• _WHAT YOU NEED TO DO_:
Determine how many lines in the material below contain the string "DateTime", then state only that count.

• _EXERCISE MATERIAL_:

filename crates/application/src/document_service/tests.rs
use std::sync::Arc;

use chrono::{DateTime, TimeZone, Utc};
use hsg_core::AppError;
use hsg_domain::{CaseId, CaseNumber, CaseStatus, DocumentId, IntakeId, MAX_UPLOAD_SIZE};

use super::{DocumentService, UploadDocumentInput};
use crate::test_support::{FakeCaseStore, FakeStorage};
use crate::{CaseRepository, ManualClock, NewFilingCase};

fn now() -> DateTime<Utc> {
    Utc.timestamp_millis_opt(1_792_310_400_000)
        .single()
        .unwrap_or_default()
}

async fn seed_case(store: &FakeCaseStore) -> CaseId {
    store
        .create_case(NewFilingCase {
            intake_id: IntakeId::new(),
            case_number: CaseNumber::from_sequence(2026, 3141)
                .unwrap_or_else(|error| panic!("{error}")),
            status: CaseStatus::InProgress,
            created_at: now(),
        })
        .await
        .map(|case| case.id)
        .unwrap_or_else(|error| panic!("{error}"))
}

fn service(store: Arc<FakeCaseStore>, storage: Arc<FakeStorage>) -> DocumentService {
    DocumentService::new(
        store.clone(),
        store,
        storage,
        Arc::new(ManualClock::new(now())),
    )
}

fn pdf(name: &str) -> UploadDocumentInput {
    UploadDocumentInput {
        filename: name.to_owned(),
        content_type: "application/pdf".to_owned(),
        bytes: b"%PDF-1.7".to_vec(),
    }
}

#[tokio::test]
async fn upload_stores_object_under_case_number() {
    let store = Arc::new(FakeCaseStore::default());
    let storage = Arc::new(FakeStorage::default());
    let case_id = seed_case(&store).await;

    let document = service(store, storage.clone())
        .upload(case_id, pdf("EIN letter.pdf"))
        .await
        .unwrap_or_else(|error| panic!("{error}"));

    assert_eq!(
        document.storage_path,
        "HSG-2026-3141/1792310400000-EIN_letter.pdf"
    );
    assert_eq!(document.filename, "EIN letter.pdf");
    assert_eq!(document.size, 8);
    assert_eq!(storage.keys(), vec![document.storage_path]);
}

#[tokio::test]
async fn upload_to_unknown_case_is_not_found() {
    let store = Arc::new(FakeCaseStore::default());
    let result = service(store, Arc::new(FakeStorage::default()))
        .upload(CaseId::new(), pdf("a.pdf"))
        .await;
    assert!(matches!(result, Err(AppError::NotFound(_))));
}

#[tokio::test]
async fn disallowed_content_type_is_rejected() {
    let store = Arc::new(FakeCaseStore::default());
    let storage = Arc::new(FakeStorage::default());
    let case_id = seed_case(&store).await;

    let mut input = pdf("notes.txt");
    input.content_type = "text/plain".to_owned();
    let result = service(store, storage.clone()).upload(case_id, input).await;

    assert!(matches!(result, Err(AppError::Validation(message)) if message.contains("text/plain")));
    assert!(storage.keys().is_empty());
}

#[tokio::test]
async fn oversized_upload_is_rejected() {
    let store = Arc::new(FakeCaseStore::default());
    let case_id = seed_case(&store).await;

    let mut input = pdf("scan.pdf");
    input.bytes = vec![0; usize::try_from(MAX_UPLOAD_SIZE).unwrap_or_default() + 1];
    let result = service(store, Arc::new(FakeStorage::default()))
        .upload(case_id, input)
        .await;

    assert!(matches!(result, Err(AppError::Validation(message)) if message.starts_with("File too large (10.0 MB)")));
}

#[tokio::test]
async fn storage_failure_skips_metadata() {
    let store = Arc::new(FakeCaseStore::default());
    let storage = Arc::new(FakeStorage {
        fail_put: true,
        ..FakeStorage::default()
    });
    let case_id = seed_case(&store).await;

    let result = service(store.clone(), storage)
        .upload(case_id, pdf("a.pdf"))
        .await;

    assert!(matches!(result, Err(AppError::Internal(_))));
    let documents = store
        .documents
        .lock()
        .map(|values| values.len())
        .unwrap_or(usize::MAX);
    assert_eq!(documents, 0);
}

#[tokio::test]
async fn list_signs_each_document_and_tolerates_signing_failures() {
    let store = Arc::new(FakeCaseStore::default());
    let case_id = seed_case(&store).await;
    service(store.clone(), Arc::new(FakeStorage::default()))
        .upload(case_id, pdf("a.pdf"))
        .await
        .unwrap_or_else(|error| panic!("{error}"));

    let signed = service(store.clone(), Arc::new(FakeStorage::default()))
        .list(case_id)
        .await
        .unwrap_or_default();
    assert_eq!(signed.len(), 1);
    assert_eq!(
        signed[0].download_url.as_deref(),
        Some("https://files.test/HSG-2026-3141/1792310400000-a.pdf?expires=1792314000")
    );

    let unsigned = service(
        store,
        Arc::new(FakeStorage {
            fail_sign: true,
            ..FakeStorage::default()
        }),
    )
    .list(case_id)
    .await
    .unwrap_or_default();
    assert_eq!(unsigned.len(), 1);
    assert_eq!(unsigned[0].download_url, None);
}

#[tokio::test]
async fn delete_removes_metadata_even_when_storage_fails() {
    let store = Arc::new(FakeCaseStore::default());
    let case_id = seed_case(&store).await;
    let document = service(store.clone(), Arc::new(FakeStorage::default()))
        .upload(case_id, pdf("a.pdf"))
        .await
        .unwrap_or_else(|error| panic!("{error}"));

    let storage = Arc::new(FakeStorage {
        fail_remove: true,
        ..FakeStorage::default()
    });
    let result = service(store.clone(), storage)
        .delete(case_id, document.id)
        .await;

    assert!(result.is_ok());
    let documents = store
        .documents
        .lock()
        .map(|values| values.len())
        .unwrap_or(usize::MAX);
    assert_eq!(documents, 0);
}

#[tokio::test]
async fn delete_requires_document_to_belong_to_case() {
    let store = Arc::new(FakeCaseStore::default());
    let case_id = seed_case(&store).await;
    let document = service(store.clone(), Arc::new(FakeStorage::default()))
        .upload(case_id, pdf("a.pdf"))
        .await
        .unwrap_or_else(|error| panic!("{error}"));

    let other_case = service(store.clone(), Arc::new(FakeStorage::default()))
        .delete(CaseId::new(), document.id)
        .await;
    assert!(matches!(other_case, Err(AppError::NotFound(_))));

    let unknown = service(store, Arc::new(FakeStorage::default()))
        .delete(case_id, DocumentId::new())
        .await;
    assert!(matches!(unknown, Err(AppError::NotFound(_))));
}

#[tokio::test]
async fn metadata_delete_failure_is_reported() {
    let store = Arc::new(FakeCaseStore::default());
    let case_id = seed_case(&store).await;
    let document = service(store.clone(), Arc::new(FakeStorage::default()))
        .upload(case_id, pdf("a.pdf"))
        .await
        .unwrap_or_else(|error| panic!("{error}"));

    let failing = Arc::new(FakeCaseStore {
        fail_document_delete: true,
        ..FakeCaseStore::default()
    });
    if let (Ok(mut target), Ok(source)) = (failing.documents.lock(), store.documents.lock()) {
        target.extend(source.iter().cloned());
    }

    let result = service(failing, Arc::new(FakeStorage::default()))
        .delete(case_id, document.id)
        .await;
    assert!(matches!(result, Err(AppError::Internal(_))));
}
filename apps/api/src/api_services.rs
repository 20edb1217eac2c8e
mod database;
mod state_builder;

pub use database::connect_and_migrate;
pub use state_builder::build_app_state;
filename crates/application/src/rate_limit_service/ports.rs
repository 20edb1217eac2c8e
use async_trait::async_trait;
use chrono::{DateTime, TimeDelta, Utc};

use hsg_core::AppResult;

/// Store port for per-key window counters.
#[async_trait]
pub trait RateLimitStore: Send + Sync {
    /// Records an attempt for the given key at `now`.
    ///
    /// Opens a fresh window ending at `now + window` when the key is unknown
    /// or its window has passed; otherwise increments the counter and keeps
    /// the current window end. Returns the counter after this attempt.
    async fn record_attempt(
        &self,
        key: &str,
        window: TimeDelta,
        now: DateTime<Utc>,
    ) -> AppResult<AttemptInfo>;

    /// Removes every entry whose window ended before `now`.
    async fn sweep_expired(&self, now: DateTime<Utc>) -> AppResult<u64>;
}

/// Counter state for a key after recording an attempt.
#[derive(Debug, Clone, Copy, PartialEq, Eq)]
pub struct AttemptInfo {
    /// Attempts in the current window, including this one.
    pub attempt_count: u32,
    /// When the current window ends.
    pub reset_at: DateTime<Utc>,
}
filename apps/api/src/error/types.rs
use std::collections::BTreeMap;

use serde::Serialize;
use ts_rs::TS;

/// API error payload.
#[derive(Debug, Serialize, TS)]
#[ts(
    export,
    export_to = "../../../packages/api-types/src/generated/error-response.ts"
)]
pub struct ErrorResponse {
    ok: bool,
    error: ErrorBody,
}

impl ErrorResponse {
    pub(super) fn new(error: ErrorBody) -> Self {
        Self { ok: false, error }
    }
}

/// Error details nested in [`ErrorResponse`].
#[derive(Debug, Serialize, TS)]
#[ts(
    export,
    export_to = "../../../packages/api-types/src/generated/error-body.ts"
)]
pub struct ErrorBody {
    code: String,
    message: String,
    #[serde(skip_serializing_if = "Option::is_none")]
    #[ts(optional)]
    fields: Option<BTreeMap<String, String>>,
}

impl ErrorBody {
    pub(super) fn new(
        code: &str,
        message: String,
        fields: Option<BTreeMap<String, String>>,
    ) -> Self {
        Self {
            code: code.to_owned(),
            message,
            fields,
        }
    }
}
use hsg_application::IntakeReceipt;
use hsg_domain::{BusinessStage, ServiceType};
use serde::Serialize;
use ts_rs::TS;

/// One selectable option of the public intake form.
#[derive(Debug, Serialize, TS)]
#[ts(
    export,
    export_to = "../../../../packages/api-types/src/generated/intake-option-response.ts"
)]
pub struct IntakeOptionResponse {
    pub value: &'static str,
    pub label: &'static str,
}

/// Option catalogs for the public intake form.
#[derive(Debug, Serialize, TS)]
#[serde(rename_all = "camelCase")]
#[ts(
    export,
    export_to = "../../../../packages/api-types/src/generated/intake-options-response.ts"
)]
pub struct IntakeOptionsResponse {
    pub ok: bool,
    pub business_stages: Vec<IntakeOptionResponse>,
    pub services: Vec<IntakeOptionResponse>,
}

impl IntakeOptionsResponse {
    pub fn catalog() -> Self {
        Self {
            ok: true,
            business_stages: BusinessStage::all()
                .iter()
                .map(|stage| IntakeOptionResponse {
                    value: stage.as_str(),
                    label: stage.label(),
                })
                .collect(),
            services: ServiceType::all()
                .iter()
                .map(|service| IntakeOptionResponse {
                    value: service.as_str(),
                    label: service.label(),
                })
                .collect(),
        }
    }
}

/// Result of a public intake submission.
///
/// `case_number` and `case_id` are null when the intake was stored but no
/// case could be opened; `intake_id` is only present in that case.
#[derive(Debug, Serialize, TS)]
#[serde(rename_all = "camelCase")]
#[ts(
    export,
    export_to = "../../../../packages/api-types/src/generated/submit-intake-response.ts"
)]
pub struct SubmitIntakeResponse {
    pub ok: bool,
    pub case_number: Option<String>,
    pub case_id: Option<String>,
    #[serde(skip_serializing_if = "Option::is_none")]
    #[ts(optional)]
    pub intake_id: Option<String>,
}

impl From<IntakeReceipt> for SubmitIntakeResponse {
    fn from(value: IntakeReceipt) -> Self {
        match value.case {
            Some(case) => Self {
                ok: true,
                case_number: Some(case.case_number.to_string()),
                case_id: Some(case.id.to_string()),
                intake_id: None,
            },
            None => Self {
                ok: true,
                case_number: None,
                case_id: None,
                intake_id: Some(value.intake_id.to_string()),
            },
        }
    }
}

#[cfg(test)]
mod tests {
    use hsg_application::{IntakeReceipt, OpenedCase};
    use hsg_domain::{CaseId, CaseNumber, IntakeId};
    use serde_json::json;

    use super::{IntakeOptionsResponse, SubmitIntakeResponse};

    #[test]
    fn receipt_with_case_omits_intake_id() {
        let case_id = CaseId::new();
        let receipt = IntakeReceipt {
            intake_id: IntakeId::new(),
            case: CaseNumber::parse("HSG-2026-4821")
                .ok()
                .map(|case_number| OpenedCase {
                    id: case_id,
                    case_number,
                }),
        };

        let body = serde_json::to_value(SubmitIntakeResponse::from(receipt))
            .unwrap_or_default();
        assert_eq!(
            body,
            json!({ "ok": true, "caseNumber": "HSG-2026-4821", "caseId": case_id.to_string() })
        );
    }

    #[test]
    fn receipt_without_case_reports_intake_id() {
        let intake_id = IntakeId::new();
        let body = serde_json::to_value(SubmitIntakeResponse::from(IntakeReceipt {
            intake_id,
            case: None,
        }))
        .unwrap_or_default();

        assert_eq!(
            body,
            json!({
                "ok": true,
                "caseNumber": null,
                "caseId": null,
                "intakeId": intake_id.to_string()
            })
        );
    }

    #[test]
    fn catalog_lists_every_option() {
        let catalog = IntakeOptionsResponse::catalog();

        assert_eq!(catalog.business_stages.len(), 5);
        assert_eq!(catalog.services.len(), 6);
        assert_eq!(catalog.services[4].value, "credit-enablement");
    }
}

• _TASK SOLUTION_:
6